Friday Five: 15 Awesome Angels
Causing Pandemonium: Sales and Souls

Underground Reading: The Wandering Earth by Liu Cixin

PIA09070The Wandering Earth by Liu Cixin is a staggering vision of a post-Apocalyptic world. Or, more accurately, post-post-Apocalypse. When scientists discover that the Sun is turning into a Red Giant a few billion years ahead of schedule, Earth's governments unite to find an escape from destruction. The Spaceship Faction proposes city-sized spaceships. The Earth Faction propose something even wilder: that the Earth itself be removed from orbit and slung across space.

The Earth Faction wins the debate, and an uneasy truce is forged. Enormous "Earth Engines" are bolted across the planet - huge matter-consuming fusion drives. As the world's population moves into enormous subterranean cities, the Earth is slowly stopped in its orbit, slung around the Sun at an increasingly velocity and then flung out into the reaches of space.

At least, that's the plan.

The story is told from the point of view of a single inhabitant of the future Earth - a child born right as the Earth is stopped in its orbit.

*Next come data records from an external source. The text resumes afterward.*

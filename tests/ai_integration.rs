//! Decision engine integration tests

use std::time::{Duration, Instant};

use courier_ai::agent::Courier;
use courier_ai::ai::*;
use courier_ai::core::{Position, Step};
use courier_ai::jobs::{Job, JobBoard, JobLedger};
use courier_ai::weather::FixedWeather;
use courier_ai::world::{TileMap, WorldQuery};
use proptest::prelude::*;

const EVALUATION_GAP: Duration = Duration::from_millis(500);

fn engine(difficulty: Difficulty, seed: u64) -> AiEngine {
    let mut config = AiConfig::default();
    config.dispatch.difficulty = difficulty.to_string();
    AiEngine::with_seed(config, seed)
}

fn harbor_map() -> TileMap {
    TileMap::load(concat!(
        env!("CARGO_MANIFEST_DIR"),
        "/data/maps/harbor_district.json"
    ))
    .expect("harbor map should load")
}

/// Run evaluations until every accepted job is delivered or `limit` runs out
fn run_until_delivered(
    engine: &mut AiEngine,
    courier: &mut Courier,
    map: &TileMap,
    weather: &FixedWeather,
    limit: usize,
) -> Option<usize> {
    let clock = Instant::now();
    for i in 0..limit {
        courier.try_pick_up();
        courier.try_deliver();
        if courier.inventory.is_empty() {
            return Some(i);
        }

        let step = {
            let jobs = courier.inventory.jobs().to_vec();
            let ctx = DecisionContext::new(&*courier, map)
                .with_weather(weather)
                .with_jobs(&jobs);
            engine.decide_at(clock + EVALUATION_GAP * i as u32, &ctx)
        };
        if step != Step::Stay {
            courier.apply_step(step, map);
        }
    }
    None
}

#[test]
fn test_hard_tier_delivers_across_city() {
    let map = harbor_map();
    let mut courier = Courier::new(Position::new(0, 0), 10.0);
    courier
        .accept(Job::new("HD-001", Position::new(0, 0), Position::new(11, 8), 180.0))
        .unwrap();
    let mut engine = engine(Difficulty::Hard, 5);

    let evaluations = run_until_delivered(&mut engine, &mut courier, &map, &FixedWeather(0.85), 60)
        .expect("hard tier should deliver");

    // Manhattan distance is 19 and the street grid allows it
    assert_eq!(evaluations, 19);
    assert_eq!(courier.position, Position::new(11, 8));
    assert_eq!(courier.score, 180.0);
    assert_eq!(engine.graph_planner().rebuilds(), 1);
}

#[test]
fn test_hard_tier_picks_up_before_delivering() {
    let map = harbor_map();
    let mut courier = Courier::new(Position::new(0, 8), 10.0);
    courier
        .accept(Job::new("HD-002", Position::new(3, 3), Position::new(6, 6), 90.0))
        .unwrap();
    let mut engine = engine(Difficulty::Hard, 5);

    let evaluations = run_until_delivered(&mut engine, &mut courier, &map, &FixedWeather(1.0), 80)
        .expect("hard tier should pick up and deliver");
    assert!(evaluations >= 14, "took {}", evaluations);
    assert_eq!(courier.position, Position::new(6, 6));
}

#[test]
fn test_medium_tier_walks_to_dropoff_on_open_ground() {
    let map = TileMap::open(20, 5);
    let mut courier = Courier::new(Position::new(2, 2), 10.0);
    let mut job = Job::new("m", Position::new(2, 2), Position::new(14, 2), 60.0);
    job.picked_up = true;
    courier.accept(job).unwrap();
    let mut engine = engine(Difficulty::Medium, 9);

    let evaluations = run_until_delivered(&mut engine, &mut courier, &map, &FixedWeather(1.0), 30)
        .expect("medium tier should deliver");
    assert_eq!(evaluations, 12);
    assert_eq!(engine.expectimax().loop_break_remaining(), 0);
}

#[test]
fn test_ledger_offers_do_not_move_idle_courier() {
    // Offered jobs alone are not work; the courier waits until it accepts one
    let map = TileMap::open(8, 8);
    let courier = Courier::new(Position::new(4, 4), 10.0);
    let mut board = JobBoard::new(vec![Job::new(
        "offer",
        Position::new(0, 0),
        Position::new(7, 7),
        50.0,
    )]);
    board.release_due(0.0);
    let ledger = JobLedger::new(&courier.inventory, &board);
    let ctx = DecisionContext::new(&courier, &map).with_jobs(&ledger);

    let t0 = Instant::now();
    for difficulty in [Difficulty::Medium, Difficulty::Hard] {
        let mut engine = engine(difficulty, 2);
        assert_eq!(engine.decide_at(t0, &ctx), Step::Stay);
    }
}

#[test]
fn test_world_change_mid_route_replans() {
    let mut map = TileMap::open(6, 3);
    let mut courier = Courier::new(Position::new(0, 1), 10.0);
    let mut job = Job::new("r", Position::new(0, 1), Position::new(5, 1), 70.0);
    job.picked_up = true;
    courier.accept(job).unwrap();
    let mut engine = engine(Difficulty::Hard, 4);
    let t0 = Instant::now();

    let step = {
        let jobs = courier.inventory.jobs().to_vec();
        let ctx = DecisionContext::new(&courier, &map).with_jobs(&jobs);
        engine.decide_at(t0, &ctx)
    };
    assert_eq!(step, Step::Right);
    courier.apply_step(step, &map);

    map.set_blocked(2, 1);
    let jobs = courier.inventory.jobs().to_vec();
    let ctx = DecisionContext::new(&courier, &map).with_jobs(&jobs);
    let step = engine.decide_at(t0 + EVALUATION_GAP, &ctx);
    assert!(matches!(step, Step::Up | Step::Down));
    assert_eq!(engine.graph_planner().rebuilds(), 2);
    assert_eq!(engine.graph_planner().target(), Some(Position::new(5, 1)));
}

#[test]
fn test_same_seed_same_decisions() {
    let map = harbor_map();
    let courier = Courier::new(Position::new(3, 3), 10.0);
    let jobs = vec![Job::new("x", Position::new(11, 0), Position::new(0, 8), 90.0)];
    let ctx = DecisionContext::new(&courier, &map).with_jobs(&jobs);
    let t0 = Instant::now();

    for difficulty in [Difficulty::Easy, Difficulty::Medium, Difficulty::Hard] {
        let mut a = engine(difficulty, 77);
        let mut b = engine(difficulty, 77);
        for i in 0..10u32 {
            let now = t0 + EVALUATION_GAP * i;
            assert_eq!(a.decide_at(now, &ctx), b.decide_at(now, &ctx));
        }
    }
}

fn arbitrary_map() -> impl Strategy<Value = (TileMap, Position, Position, Position)> {
    (3i32..10, 3i32..10)
        .prop_flat_map(|(w, h)| {
            (
                Just((w, h)),
                prop::collection::vec(prop::bool::weighted(0.3), (w * h) as usize),
                (0..w, 0..h),
                (0..w, 0..h),
                (0..w, 0..h),
            )
        })
        .prop_map(|((w, h), walls, agent, pickup, dropoff)| {
            let mut map = TileMap::open(w, h);
            for (i, wall) in walls.into_iter().enumerate() {
                if wall {
                    map.set_blocked(i as i32 % w, i as i32 / w);
                }
            }
            let agent = Position::new(agent.0, agent.1);
            map.set_tile(agent.x, agent.y, 'C');
            (
                map,
                agent,
                Position::new(pickup.0, pickup.1),
                Position::new(dropoff.0, dropoff.1),
            )
        })
}

proptest! {
    #[test]
    fn prop_searching_tiers_never_walk_into_walls(
        (map, agent, pickup, dropoff) in arbitrary_map(),
        picked in any::<bool>(),
        multiplier in 0.5f32..1.1,
        seed in any::<u64>(),
    ) {
        let courier = Courier::new(agent, 10.0);
        let mut job = Job::new("p", pickup, dropoff, 100.0);
        job.picked_up = picked;
        let jobs = vec![job];
        let weather = FixedWeather(multiplier);
        let ctx = DecisionContext::new(&courier, &map)
            .with_weather(&weather)
            .with_jobs(&jobs);
        let t0 = Instant::now();

        for difficulty in [Difficulty::Medium, Difficulty::Hard] {
            let mut engine = engine(difficulty, seed);
            for i in 0..4u32 {
                let step = engine.decide_at(t0 + EVALUATION_GAP * i, &ctx);
                prop_assert!(Step::ALL.contains(&step));
                prop_assert!(step == Step::Stay || map.is_valid_step(agent, step));
            }
        }
    }

    #[test]
    fn prop_evaluation_is_deterministic(
        x in -5i32..25,
        y in -5i32..25,
        stamina in 0.0f32..100.0,
        carried in 0.0f32..8.0,
        multiplier in 0.5f32..1.1,
    ) {
        let state = AgentSnapshot {
            position: Position::new(x, y),
            stamina,
            exhausted: false,
            carried_weight: carried,
        };
        let jobs = vec![
            Job::new("a", Position::new(3, 4), Position::new(10, 2), 120.0),
            Job::new("b", Position::new(15, 15), Position::new(0, 0), 40.0),
        ];
        let weather = FixedWeather(multiplier);
        let config = EvaluationConfig::default();

        let first = evaluate(&state, Some(&weather), Some(&jobs), &config);
        let second = evaluate(&state, Some(&weather), Some(&jobs), &config);
        prop_assert_eq!(first, second);
        prop_assert!(first.is_finite());
    }

    #[test]
    fn prop_history_never_exceeds_capacity(moves in prop::collection::vec(0i32..4, 0..64)) {
        let mut history = PositionHistory::new(8);
        for (i, m) in moves.iter().enumerate() {
            history.push(Position::new(*m, i as i32 % 3));
            prop_assert!(history.len() <= 8);
        }
    }
}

Through his eyes, we see the monumental changes that the world and its inhabitants go through. And "monumental" is underselling it. Everything in The Wandering Earth takes place on an unimaginable scale. Every catastrophe takes millions of lives, everything built is miles high or miles deep, and by tens of thousands. The Wandering Earth is a quest for a species; one that dwarfs individual involvement.

As such, the main character is no more than an unnamed everyman - worse, as he is completely assured of his own unimportance. The role of the individual, of one human, is meaningless when set against the great plan. Against a backdrop of melodramatic scientific achievement, the narrator casually describes how artistic achievement is now rendered meaningless, with all religion and philosophy also rendered moot - all discussion tabled until the Earth is safely removed to a different part of the galaxy. Accordingly, all human elements of the story are rendered deliberately flat. Family relationships, romance, friendship - all described with a listless distance to them.

This stands in stark contrast to the lavish description of physical events - the freezing of the Earth's oceans, the rise of Jupiter as the Earth passes by it, the thunderous impact of meteros on the planet's surface. Liu Cixin slyly eschews any description of the intangible, but captures the the impossible time and time again:

"As Jupiter continued its terrible rise, it gradually occupied half of the sky. We could then clearly see the tempests raging in its cloud layers; chaotic, swirling lines of those storms dazed all who beheld their maddening dance."

The novella's brutal conclusion brings together both threads in a series of unexpected twists. Individual needs - subsumed for so long for the greater good - rise up, prompted by a shocking betrayal. But the author continues to surprise until the final page. The result is a book that both inspires - portraying at it does the scope of desperate (human) ambition - and terrifies. The survival of the species may be the noblest of goals, but that doesn't make the species itself any 'better' for it. This isn't an "AT WHAT COST?" narrative - Liu Cixin makes the costs abundantly clear from the first paragraph. The moral instead that, whatever grandiose tasks we may achieve - for good or for evil - we are who we are: only human.

--------

Published in 2000, The Wandering Earth has been translated into English and is on sale as an eBook via Beijing Guomi.